Kiskunfélegyháza (; ) is a city in Bács-Kiskun County, Hungary.A

Geography
Kiskunfélegyháza is located in the middle of the Great Hungarian Plain,  southeast from Budapest. M5 motorway, Highway 5, 451, Budapest–Cegléd–Szeged railway line and railway lines to Szolnok, Kiskunhalas and Szentes also cross the town. The surrounding country is covered with vineyards, fruit gardens, and tobacco and corn fields.

Name
Félegyháza means "half church" in Hungarian, while prefix Kiskun refers to the region Kiskunság ("Little Cumania").

History

Numerous Roman urns and other ancient relics have been dug up in the vicinity.

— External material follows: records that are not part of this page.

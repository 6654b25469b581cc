//! JWT Authentication extractor
//!
//! `AuthUser` validates the bearer token on the Authorization header and
//! hands the verified identity (the email claim) to handlers. Routes that
//! do not declare the extractor stay public.

use axum::{
    extract::FromRequestParts,
    http::{header::AUTHORIZATION, request::Parts, StatusCode},
    response::{IntoResponse, Response},
};
use serde::{Deserialize, Serialize};

use crate::jwt::IdentityClaims;
use crate::state::HasServices;

/// Authenticated user information extracted from the identity token
#[derive(Debug, Clone, Serialize, Deserialize)]
pub struct AuthUser {
    /// Stable subject id from the token's `sub` claim
    pub sub: String,
    /// Verified email, compared against resource owner emails
    pub email: String,
}

impl AuthUser {
    /// Create AuthUser from identity token claims
    pub fn from_identity_claims(claims: IdentityClaims) -> Self {
        Self {
            sub: claims.sub,
            email: claims.email,
        }
    }
}

/// Authentication errors
#[derive(Debug, Clone)]
pub enum AuthError {
    /// No Authorization header present
    MissingToken,
    /// Invalid Authorization header format
    InvalidHeader(String),
    /// Token validation failed
    InvalidToken(String),
}

impl IntoResponse for AuthError {
    fn into_response(self) -> Response {
        let message = match self {
            AuthError::MissingToken => "Missing authorization token",
            AuthError::InvalidHeader(_) => "Invalid authorization header",
            AuthError::InvalidToken(_) => "Invalid token",
        };

        let body = serde_json::json!({
            "success": false,
            "message": message,
        });

        (StatusCode::UNAUTHORIZED, axum::Json(body)).into_response()
    }
}

/// Extract and validate Bearer token from Authorization header
fn extract_bearer_token(headers: &axum::http::HeaderMap) -> Result<&str, AuthError> {
    let auth_header = headers
        .get(AUTHORIZATION)
        .ok_or(AuthError::MissingToken)?
        .to_str()
        .map_err(|_| AuthError::InvalidHeader("Invalid header encoding".to_string()))?;

    if !auth_header.starts_with("Bearer ") {
        return Err(AuthError::InvalidHeader(
            "Authorization header must use Bearer scheme".to_string(),
        ));
    }

    Ok(&auth_header[7..])
}

/// Axum extractor for authenticated users
///
/// # Example
///
/// ```ignore
/// async fn protected_handler(
///     auth: AuthUser,
///     State(state): State<AppState>,
/// ) -> impl IntoResponse {
///     format!("Hello, {}!", auth.email)
/// }
/// ```
impl<S> FromRequestParts<S> for AuthUser
where
    S: HasServices + Send + Sync,
{
    type Rejection = AuthError;

    async fn from_request_parts(parts: &mut Parts, state: &S) -> Result<Self, Self::Rejection> {
        let token = extract_bearer_token(&parts.headers)?;

        let claims = state
            .jwt_manager()
            .verify_identity_token(token)
            .map_err(|e| AuthError::InvalidToken(e.to_string()))?;

        Ok(AuthUser::from_identity_claims(claims))
    }
}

Conquering Hungarians arrived in the 9th century, adopted Christianity and settled down in the region by the 10th century. The first settlements devastated by the Mongols in 1241–42, the region became uninhabited. King Béla IV invited Cuman settlers, who also adopted Christianity, farming lifestyle and the Hungarian language. The town was existing in 1389 when a document mentions Feledház, an earlier name for the settlement. The town was ruined in 1526 by Ottoman troops and was uninhabited until the Christian troops liberated the area.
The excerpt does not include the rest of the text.